------ Given data ------

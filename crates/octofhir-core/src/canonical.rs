//! Canonical references and canonical resources.
//!
//! A canonical resource is any definitional resource addressable by its
//! canonical URL (StructureDefinition, StructureMap, ValueSet, ...). The
//! payload is kept as FHIR JSON; accessors pull out the handful of fields the
//! context needs for indexing.

use crate::error::{CoreError, Result};
use crate::fhir::{CanonicalKind, FhirVersion};
use serde::{Deserialize, Serialize};
use serde_json::Value;
use std::fmt;
use std::str::FromStr;

/// A canonical URL, optionally pinned to a business version (`url|version`).
#[derive(Debug, Clone, PartialEq, Eq, Hash, Serialize, Deserialize)]
pub struct CanonicalReference {
    pub url: String,
    #[serde(skip_serializing_if = "Option::is_none")]
    pub version: Option<String>,
}

impl CanonicalReference {
    /// Parses `url` or `url|version`. The split happens on the last `|`.
    pub fn parse(reference: &str) -> Result<Self> {
        let reference = reference.trim();
        let (url, version) = match reference.rsplit_once('|') {
            Some((url, version)) => {
                let version = version.trim();
                (url.trim(), (!version.is_empty()).then(|| version.to_string()))
            }
            None => (reference, None),
        };
        if url.is_empty() {
            return Err(CoreError::invalid_canonical(reference));
        }
        Ok(Self {
            url: url.to_string(),
            version,
        })
    }

    pub fn unversioned(url: impl Into<String>) -> Self {
        Self {
            url: url.into(),
            version: None,
        }
    }

    /// Whether a resource carrying `version` satisfies this reference.
    pub fn accepts(&self, version: Option<&str>) -> bool {
        match (&self.version, version) {
            (None, _) => true,
            (Some(wanted), Some(actual)) => wanted == actual,
            (Some(_), None) => false,
        }
    }
}

impl fmt::Display for CanonicalReference {
    fn fmt(&self, f: &mut fmt::Formatter<'_>) -> fmt::Result {
        match &self.version {
            Some(version) => write!(f, "{}|{}", self.url, version),
            None => f.write_str(&self.url),
        }
    }
}

impl FromStr for CanonicalReference {
    type Err = CoreError;

    fn from_str(s: &str) -> Result<Self> {
        Self::parse(s)
    }
}

/// A resolved canonical resource in a known FHIR version.
#[derive(Debug, Clone, PartialEq, Serialize, Deserialize)]
pub struct CanonicalResource {
    pub kind: CanonicalKind,
    pub url: String,
    #[serde(skip_serializing_if = "Option::is_none")]
    pub version: Option<String>,
    pub schema_version: FhirVersion,
    pub payload: Value,
}

impl CanonicalResource {
    /// Builds a canonical resource from FHIR JSON.
    ///
    /// The payload must be an object whose `resourceType` names a canonical
    /// kind and which carries a non-empty `url`.
    pub fn from_payload(payload: Value, schema_version: FhirVersion) -> Result<Self> {
        let obj = payload
            .as_object()
            .ok_or_else(|| CoreError::invalid_resource("canonical resource must be a JSON object"))?;
        let resource_type = obj
            .get("resourceType")
            .and_then(Value::as_str)
            .ok_or_else(|| CoreError::invalid_resource("missing resourceType"))?;
        let kind = CanonicalKind::from_str(resource_type)?;
        let url = obj
            .get("url")
            .and_then(Value::as_str)
            .filter(|u| !u.is_empty())
            .ok_or_else(|| CoreError::invalid_resource(format!("{resource_type} without url")))?
            .to_string();
        let version = obj
            .get("version")
            .and_then(Value::as_str)
            .map(str::to_string);

        Ok(Self {
            kind,
            url,
            version,
            schema_version,
            payload,
        })
    }

    /// Returns a copy with a replaced payload, keeping identity fields.
    pub fn with_payload(&self, payload: Value) -> Self {
        Self {
            kind: self.kind,
            url: self.url.clone(),
            version: self.version.clone(),
            schema_version: self.schema_version,
            payload,
        }
    }

    pub fn reference(&self) -> CanonicalReference {
        CanonicalReference {
            url: self.url.clone(),
            version: self.version.clone(),
        }
    }

    pub fn get(&self, field: &str) -> Option<&Value> {
        self.payload.get(field)
    }

    pub fn get_str(&self, field: &str) -> Option<&str> {
        self.payload.get(field).and_then(Value::as_str)
    }

    /// `name` of the resource, falling back to the URL.
    pub fn display_name(&self) -> &str {
        self.get_str("name").unwrap_or(&self.url)
    }
}

/// Extension URL carried by Questionnaires naming the StructureMap used by `$extract`.
pub const TARGET_STRUCTURE_MAP_EXTENSION: &str =
    "http://hl7.org/fhir/uv/sdc/StructureDefinition/sdc-questionnaire-targetStructureMap";

/// Finds the first extension with `url` in a resource or element.
pub fn find_extension<'a>(element: &'a Value, url: &str) -> Option<&'a Value> {
    element
        .get("extension")
        .and_then(Value::as_array)?
        .iter()
        .find(|ext| ext.get("url").and_then(Value::as_str) == Some(url))
}

/// Primitive string value of an extension (`value[x]` of any string-like type).
pub fn extension_string_value(extension: &Value) -> Option<&str> {
    ["valueCanonical", "valueUri", "valueUrl", "valueString", "valueCode"]
        .iter()
        .find_map(|key| extension.get(*key).and_then(Value::as_str))
}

------

▶ Your assignment
Working through the records, find each line containing the word "PartialEq" and copy it.

▶ The completed task
#[derive(Debug, Clone, PartialEq, Eq, Hash, Serialize, Deserialize)]
#[derive(Debug, Clone, PartialEq, Serialize, Deserialize)]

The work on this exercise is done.